# WHAT YOU HAVE TO DO
All that should be output is the block of lines below from the line with "pub struct TestClient" to the line with "pub fn expect(&mut", both included, exactly as written.

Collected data

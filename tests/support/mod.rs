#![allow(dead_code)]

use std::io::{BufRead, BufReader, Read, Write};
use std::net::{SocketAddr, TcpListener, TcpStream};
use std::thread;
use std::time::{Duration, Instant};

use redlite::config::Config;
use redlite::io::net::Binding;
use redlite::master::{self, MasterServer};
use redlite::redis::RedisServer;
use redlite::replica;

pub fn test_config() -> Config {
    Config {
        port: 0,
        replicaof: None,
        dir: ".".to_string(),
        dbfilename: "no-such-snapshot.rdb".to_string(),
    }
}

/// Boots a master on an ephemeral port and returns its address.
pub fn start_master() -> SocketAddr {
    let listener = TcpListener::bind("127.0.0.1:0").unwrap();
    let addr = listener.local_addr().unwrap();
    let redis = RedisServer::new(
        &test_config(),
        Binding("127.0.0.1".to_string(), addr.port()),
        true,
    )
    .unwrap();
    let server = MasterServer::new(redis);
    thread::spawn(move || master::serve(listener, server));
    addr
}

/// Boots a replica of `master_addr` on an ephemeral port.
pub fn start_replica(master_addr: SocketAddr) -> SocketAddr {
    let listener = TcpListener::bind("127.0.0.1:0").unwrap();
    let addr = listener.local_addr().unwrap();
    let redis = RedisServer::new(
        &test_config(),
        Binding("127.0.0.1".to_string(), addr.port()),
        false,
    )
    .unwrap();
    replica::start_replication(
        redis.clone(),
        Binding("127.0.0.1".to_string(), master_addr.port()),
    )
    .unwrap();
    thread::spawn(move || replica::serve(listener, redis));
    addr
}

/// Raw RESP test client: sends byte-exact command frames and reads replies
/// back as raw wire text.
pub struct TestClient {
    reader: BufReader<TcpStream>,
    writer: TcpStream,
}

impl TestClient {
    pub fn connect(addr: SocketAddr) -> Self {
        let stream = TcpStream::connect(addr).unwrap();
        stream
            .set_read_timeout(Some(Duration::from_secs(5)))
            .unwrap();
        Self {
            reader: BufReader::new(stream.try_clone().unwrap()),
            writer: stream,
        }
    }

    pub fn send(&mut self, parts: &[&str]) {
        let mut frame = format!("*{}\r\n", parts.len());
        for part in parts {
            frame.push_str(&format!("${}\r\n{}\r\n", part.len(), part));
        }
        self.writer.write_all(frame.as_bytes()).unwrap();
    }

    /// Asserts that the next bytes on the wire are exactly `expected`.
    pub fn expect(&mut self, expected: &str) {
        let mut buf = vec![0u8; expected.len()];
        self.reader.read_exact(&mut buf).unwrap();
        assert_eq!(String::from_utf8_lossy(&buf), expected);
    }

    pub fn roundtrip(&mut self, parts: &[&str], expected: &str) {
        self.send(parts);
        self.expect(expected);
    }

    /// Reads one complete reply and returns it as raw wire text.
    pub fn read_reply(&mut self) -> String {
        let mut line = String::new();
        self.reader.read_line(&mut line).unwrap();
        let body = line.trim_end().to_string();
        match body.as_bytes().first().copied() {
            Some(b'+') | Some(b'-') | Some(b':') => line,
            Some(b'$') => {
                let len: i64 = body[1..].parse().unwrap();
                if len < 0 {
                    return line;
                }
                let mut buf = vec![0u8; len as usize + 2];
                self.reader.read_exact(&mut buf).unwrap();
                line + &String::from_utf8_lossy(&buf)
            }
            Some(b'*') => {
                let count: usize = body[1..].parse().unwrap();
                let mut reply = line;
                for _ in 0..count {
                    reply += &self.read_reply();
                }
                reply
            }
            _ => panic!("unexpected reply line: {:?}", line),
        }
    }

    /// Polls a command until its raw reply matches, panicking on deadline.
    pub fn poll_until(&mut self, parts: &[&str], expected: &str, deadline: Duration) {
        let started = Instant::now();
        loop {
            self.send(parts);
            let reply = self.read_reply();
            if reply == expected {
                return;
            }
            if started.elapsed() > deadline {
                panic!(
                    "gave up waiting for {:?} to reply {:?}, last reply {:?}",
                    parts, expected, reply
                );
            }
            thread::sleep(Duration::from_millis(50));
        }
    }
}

# REPLY
pub struct TestClient {
    reader: BufReader<TcpStream>,
    writer: TcpStream,
}

impl TestClient {
    pub fn connect(addr: SocketAddr) -> Self {
        let stream = TcpStream::connect(addr).unwrap();
        stream
            .set_read_timeout(Some(Duration::from_secs(5)))
            .unwrap();
        Self {
            reader: BufReader::new(stream.try_clone().unwrap()),
            writer: stream,
        }
    }

    pub fn send(&mut self, parts: &[&str]) {
        let mut frame = format!("*{}\r\n", parts.len());
        for part in parts {
            frame.push_str(&format!("${}\r\n{}\r\n", part.len(), part));
        }
        self.writer.write_all(frame.as_bytes()).unwrap();
    }

    /// Asserts that the next bytes on the wire are exactly `expected`.
    pub fn expect(&mut self, expected: &str) {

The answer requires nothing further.